Plant physiology 2010 v.152 no.1 pp. 120-132
Alternaria brassicicola, Arabidopsis thaliana, carbon, clones, crossing, ethyl methanesulfonate, fluorescence microscopy, genes, glutathione transferase, hydrolysis, mutants, mutation, phenotype, protein aggregates, protein transport, salt tolerance, thioglucosidase, vacuoles
We identified an Arabidopsis (Arabidopsis thaliana) ethyl methanesulfonate mutant, modified vacuole phenotype1-1 (mvp1-1), in a fluorescent confocal microscopy screen for plants with mislocalization of a green fluorescent protein-δ tonoplast intrinsic protein fusion. The mvp1-1 mutant displayed static perinuclear aggregates of the reporter protein. mvp1 mutants also exhibited a number of vacuole-related phenotypes, as demonstrated by defects in growth, utilization of stored carbon, gravitropic response, salt sensitivity, and specific susceptibility to the fungal necrotroph Alternaria brassicicola. Similarly, crosses with other endomembrane marker fusions identified mislocalization to aggregate structures, indicating a general defect in protein trafficking.
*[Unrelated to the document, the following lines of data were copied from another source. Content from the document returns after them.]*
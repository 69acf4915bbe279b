//! Utility functions for controller request handling.
//!
//! This module provides reusable helper functions used across controllers, currently the
//! resolution of the calling author from the session for protected endpoints.

pub mod get_author;
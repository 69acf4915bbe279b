//! Shared helpers for integration tests.

use axum::{body::to_bytes, response::Response};
use serde::de::DeserializeOwned;
use testsystem::server::model::session::{
    role::{Role, SESSION_USER_ROLES_KEY},
    user::SESSION_USER_ID_KEY,
};
use testsystem_test_utils::TestError;
use tower_sessions::Session;

/// Populates the session the way the authentication service does after login
pub async fn login_as(
    session: &Session,
    user_id: &str,
    roles: &[Role],
) -> Result<(), TestError> {
    session.insert(SESSION_USER_ID_KEY, user_id).await?;
    session.insert(SESSION_USER_ROLES_KEY, roles).await?;

    Ok(())
}

/// Reads a JSON response body
pub async fn body_json<T: DeserializeOwned>(resp: Response) -> T {
    let bytes = to_bytes(resp.into_body(), usize::MAX).await.unwrap();

    serde_json::from_slice(&bytes).unwrap()
}
//! Utility functions and helpers for server operations.
//!
//! Currently holds the helpers shared by unit tests: an in-memory session and an
//! in-memory [`crate::server::data::store::TestStore`].
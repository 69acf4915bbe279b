use std::net::SocketAddr;

use crate::server::error::config::ConfigError;

pub static DEFAULT_BIND_ADDRESS: &str = "0.0.0.0:8080";
pub const DEFAULT_SESSION_INACTIVITY_DAYS: i64 = 7;

pub struct Config {
    pub database_url: String,
    pub valkey_url: String,
    pub bind_address: SocketAddr,
    pub session_inactivity_days: i64,
}

impl Config {
    pub fn from_env() -> Result<Self, ConfigError> {
        Self::from_lookup(|var| std::env::var(var).ok())
    }

    /// Builds the configuration from any variable lookup, `from_env` uses the process environment
    pub fn from_lookup<F>(lookup: F) -> Result<Self, ConfigError>
    where
        F: Fn(&str) -> Option<String>,
    {
        let required = |var: &str| lookup(var).ok_or_else(|| ConfigError::MissingEnvVar(var.to_string()));

        let bind_address = lookup("BIND_ADDRESS")
            .unwrap_or_else(|| DEFAULT_BIND_ADDRESS.to_string())
            .parse::<SocketAddr>()
            .map_err(|e| ConfigError::InvalidEnvValue {
                var: "BIND_ADDRESS".to_string(),
                reason: e.to_string(),
            })?;

        let session_inactivity_days = match lookup("SESSION_INACTIVITY_DAYS") {
            None => DEFAULT_SESSION_INACTIVITY_DAYS,
            Some(value) => match value.parse::<i64>() {
                Ok(days) if days > 0 => days,
                Ok(days) => {
                    return Err(ConfigError::InvalidEnvValue {
                        var: "SESSION_INACTIVITY_DAYS".to_string(),
                        reason: format!("expected a positive number of days, got {}", days),
                    })
                }
                Err(e) => {
                    return Err(ConfigError::InvalidEnvValue {
                        var: "SESSION_INACTIVITY_DAYS".to_string(),
                        reason: e.to_string(),
                    })
                }
            },
        };

        Ok(Self {
            database_url: required("DATABASE_URL")?,
            valkey_url: required("VALKEY_URL")?,
            bind_address,
            session_inactivity_days,
        })
    }
}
Map-based cloning showed that the mvp1-1 mutation altered a gene encoding a putative myrosinase-associated protein, and glutathione S-transferase pull-down assays demonstrated that MVP1 interacted specifically with the Arabidopsis myrosinase protein, THIOGLUCOSIDE GLUCOHYDROLASE2 (TGG2), but not TGG1. Moreover, the mvp1-1 mutant showed increased nitrile production during glucosinolate hydrolysis, suggesting that MVP1 may play a role in modulation of myrosinase activity. We propose that MVP1 is a myrosinase-associated protein that functions, in part, to correctly localize the myrosinase TGG2 and prevent inappropriate glucosinolate hydrolysis that could generate cytotoxic molecules.